//! Progress event types.
//!
//! Events are serialized flat: the envelope fields sit next to a `type`
//! tag and the variant's own fields, so a stream of events reads as one
//! JSON object per line.

use serde::{Deserialize, Serialize};
use weft_core::{PlanId, RunId, StepId, Timestamp};

/// Per-step error classification
#[derive(Debug, Clone, Copy, PartialEq, Eq, Hash, Serialize, Deserialize)]
#[serde(rename_all = "camelCase")]
pub enum StepErrorKind {
    /// No tool registered under the step's tool id
    ToolNotFound,
    /// The tool exceeded its timeout
    ToolTimeout,
    /// The tool returned an error
    ToolExecutionError,
    /// The tool succeeded but its output could not be stored
    ContextWrite,
    /// The tool aborted after cancellation was requested
    Cancelled,
    /// The tool panicked
    Panicked,
}

impl StepErrorKind {
    /// Stable name
    #[must_use]
    pub const fn as_str(self) -> &'static str {
        match self {
            Self::ToolNotFound => "ToolNotFound",
            Self::ToolTimeout => "ToolTimeout",
            Self::ToolExecutionError => "ToolExecutionError",
            Self::ContextWrite => "ContextWrite",
            Self::Cancelled => "Cancelled",
            Self::Panicked => "Panicked",
        }
    }
}

impl std::fmt::Display for StepErrorKind {
    fn fmt(&self, f: &mut std::fmt::Formatter<'_>) -> std::fmt::Result {
        f.write_str(self.as_str())
    }
}

/// Serializable record of why a step did not complete
#[derive(Debug, Clone, PartialEq, Eq, Serialize, Deserialize)]
pub struct StepError {
    /// Error class
    pub kind: StepErrorKind,
    /// Human-readable detail
    pub message: String,
}

impl StepError {
    /// Create a new step error
    #[must_use]
    pub fn new(kind: StepErrorKind, message: impl Into<String>) -> Self {
        Self {
            kind,
            message: message.into(),
        }
    }
}

impl std::fmt::Display for StepError {
    fn fmt(&self, f: &mut std::fmt::Formatter<'_>) -> std::fmt::Result {
        write!(f, "{}: {}", self.kind, self.message)
    }
}

impl std::error::Error for StepError {}

/// Why a step was skipped
#[derive(Debug, Clone, PartialEq, Eq, Serialize, Deserialize)]
#[serde(tag = "kind", rename_all = "camelCase")]
pub enum SkipReason {
    /// A direct or transitive dependency failed
    DependencyFailed {
        /// The step whose failure caused the skip
        dependency: StepId,
    },
}

impl std::fmt::Display for SkipReason {
    fn fmt(&self, f: &mut std::fmt::Formatter<'_>) -> std::fmt::Result {
        match self {
            Self::DependencyFailed { dependency } => {
                write!(f, "skipped due to dependency failure ({})", dependency)
            }
        }
    }
}

/// What happened
#[derive(Debug, Clone, PartialEq, Eq, Serialize, Deserialize)]
#[serde(tag = "type", rename_all = "camelCase", rename_all_fields = "camelCase")]
pub enum ProgressKind {
    /// The run began
    PlanStarted {
        /// Number of steps in the plan
        total_steps: usize,
    },
    /// A step was dispatched to its tool
    StepStarted {
        /// Tool the step runs
        tool: String,
    },
    /// A running step reported progress
    StepProgress {
        /// Completion estimate, 0..=100
        percent: u8,
    },
    /// A step completed and its outputs were stored
    StepCompleted {
        /// Wall time spent in the tool
        duration_ms: u64,
        /// Context keys written
        produced_keys: Vec<String>,
    },
    /// A step failed
    StepFailed {
        /// Failure detail
        error: StepError,
    },
    /// A step will never run because a dependency failed
    StepSkipped {
        /// Skip cause
        reason: SkipReason,
    },
    /// A step was cancelled
    StepCancelled,
    /// Every step completed
    PlanCompleted,
    /// All steps are terminal and at least one did not complete
    PlanFailed {
        /// Number of failed steps
        failed: usize,
        /// Number of skipped steps
        skipped: usize,
    },
    /// The run was cancelled
    PlanCancelled,
}

impl ProgressKind {
    /// Whether this is a step's final event
    #[must_use]
    pub const fn is_step_terminal(&self) -> bool {
        matches!(
            self,
            Self::StepCompleted { .. }
                | Self::StepFailed { .. }
                | Self::StepSkipped { .. }
                | Self::StepCancelled
        )
    }

    /// Whether this is the run's final event
    #[must_use]
    pub const fn is_plan_terminal(&self) -> bool {
        matches!(
            self,
            Self::PlanCompleted | Self::PlanFailed { .. } | Self::PlanCancelled
        )
    }

    /// Whether the event concerns a single step
    #[must_use]
    pub const fn is_step_event(&self) -> bool {
        !matches!(
            self,
            Self::PlanStarted { .. } | Self::PlanCompleted | Self::PlanFailed { .. } | Self::PlanCancelled
        )
    }

    /// Variant name as it appears on the wire
    #[must_use]
    pub const fn name(&self) -> &'static str {
        match self {
            Self::PlanStarted { .. } => "planStarted",
            Self::StepStarted { .. } => "stepStarted",
            Self::StepProgress { .. } => "stepProgress",
            Self::StepCompleted { .. } => "stepCompleted",
            Self::StepFailed { .. } => "stepFailed",
            Self::StepSkipped { .. } => "stepSkipped",
            Self::StepCancelled => "stepCancelled",
            Self::PlanCompleted => "planCompleted",
            Self::PlanFailed { .. } => "planFailed",
            Self::PlanCancelled => "planCancelled",
        }
    }
}

/// One entry in a run's progress stream
#[derive(Debug, Clone, PartialEq, Eq, Serialize, Deserialize)]
#[serde(rename_all = "camelCase")]
pub struct ProgressEvent {
    /// Position in the run's stream, starting at 0 with no gaps
    pub seq: u64,
    /// Plan being executed
    pub plan_id: PlanId,
    /// Run the event belongs to
    pub run_id: RunId,
    /// Step the event concerns, absent for plan-level events
    #[serde(default, skip_serializing_if = "Option::is_none")]
    pub step_id: Option<StepId>,
    /// When the event was published
    pub timestamp: Timestamp,
    /// Event payload
    #[serde(flatten)]
    pub kind: ProgressKind,
}

impl ProgressEvent {
    /// Whether this is a step's final event
    #[must_use]
    pub fn is_step_terminal(&self) -> bool {
        self.kind.is_step_terminal()
    }

    /// Whether this is the run's final event
    #[must_use]
    pub fn is_plan_terminal(&self) -> bool {
        self.kind.is_plan_terminal()
    }
}

#[cfg(test)]
mod tests {
    use super::*;
    use serde_json::json;

    fn make_event(step: Option<&str>, kind: ProgressKind) -> ProgressEvent {
        ProgressEvent {
            seq: 3,
            plan_id: PlanId::new("p"),
            run_id: RunId::from_bytes([7; 16]),
            step_id: step.map(StepId::new),
            timestamp: Timestamp::from_millis(0).unwrap(),
            kind,
        }
    }

    #[test]
    fn test_kind_classification() {
        assert!(ProgressKind::StepCancelled.is_step_terminal());
        assert!(!ProgressKind::StepProgress { percent: 10 }.is_step_terminal());
        assert!(ProgressKind::PlanCancelled.is_plan_terminal());
        assert!(!ProgressKind::PlanStarted { total_steps: 1 }.is_plan_terminal());
        assert!(ProgressKind::StepStarted { tool: "t".into() }.is_step_event());
        assert!(!ProgressKind::PlanCompleted.is_step_event());
    }

    #[test]
    fn test_event_wire_format() {
        let event = make_event(
            Some("a"),
            ProgressKind::StepCompleted {
                duration_ms: 12,
                produced_keys: vec!["k".to_string()],
            },
        );
        let value = serde_json::to_value(&event).unwrap();

        assert_eq!(value["type"], "stepCompleted");
        assert_eq!(value["stepId"], "a");
        assert_eq!(value["durationMs"], 12);
        assert_eq!(value["producedKeys"], json!(["k"]));
        assert!(value["timestamp"].as_str().unwrap().starts_with("1970-01-01T00:00:00"));
    }

    #[test]
    fn test_event_wire_name_matches_tag() {
        let kinds = vec![
            ProgressKind::PlanStarted { total_steps: 2 },
            ProgressKind::StepProgress { percent: 50 },
            ProgressKind::StepCancelled,
            ProgressKind::PlanFailed { failed: 1, skipped: 2 },
        ];
        for kind in kinds {
            let name = kind.name();
            let value = serde_json::to_value(make_event(None, kind)).unwrap();
            assert_eq!(value["type"], name);
            assert!(value.get("stepId").is_none());
        }
    }

    #[test]
    fn test_event_parse() {
        let event = make_event(
            Some("b"),
            ProgressKind::StepFailed {
                error: StepError::new(StepErrorKind::ToolTimeout, "exceeded 100ms"),
            },
        );
        let line = serde_json::to_string(&event).unwrap();
        let back: ProgressEvent = serde_json::from_str(&line).unwrap();
        assert_eq!(back, event);
    }

    #[test]
    fn test_skip_reason_display() {
        let reason = SkipReason::DependencyFailed {
            dependency: StepId::new("a"),
        };
        assert_eq!(reason.to_string(), "skipped due to dependency failure (a)");
    }

    #[test]
    fn test_step_error_display() {
        let err = StepError::new(StepErrorKind::ToolNotFound, "no tool 'x'");
        assert_eq!(err.to_string(), "ToolNotFound: no tool 'x'");
    }
}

** EXERCISE PROMPT **
Could you repeat exactly the lines in the listing above from the one with "object per line." down to the one with "not be stored"? Include both of those lines.

** OUTPUT FOR THIS EXERCISE **
//! JSON object per line.

use serde::{Deserialize, Serialize};
use weft_core::{PlanId, RunId, StepId, Timestamp};

/// Per-step error classification
#[derive(Debug, Clone, Copy, PartialEq, Eq, Hash, Serialize, Deserialize)]
#[serde(rename_all = "camelCase")]
pub enum StepErrorKind {
    /// No tool registered under the step's tool id
    ToolNotFound,
    /// The tool exceeded its timeout
    ToolTimeout,
    /// The tool returned an error
    ToolExecutionError,
    /// The tool succeeded but its output could not be stored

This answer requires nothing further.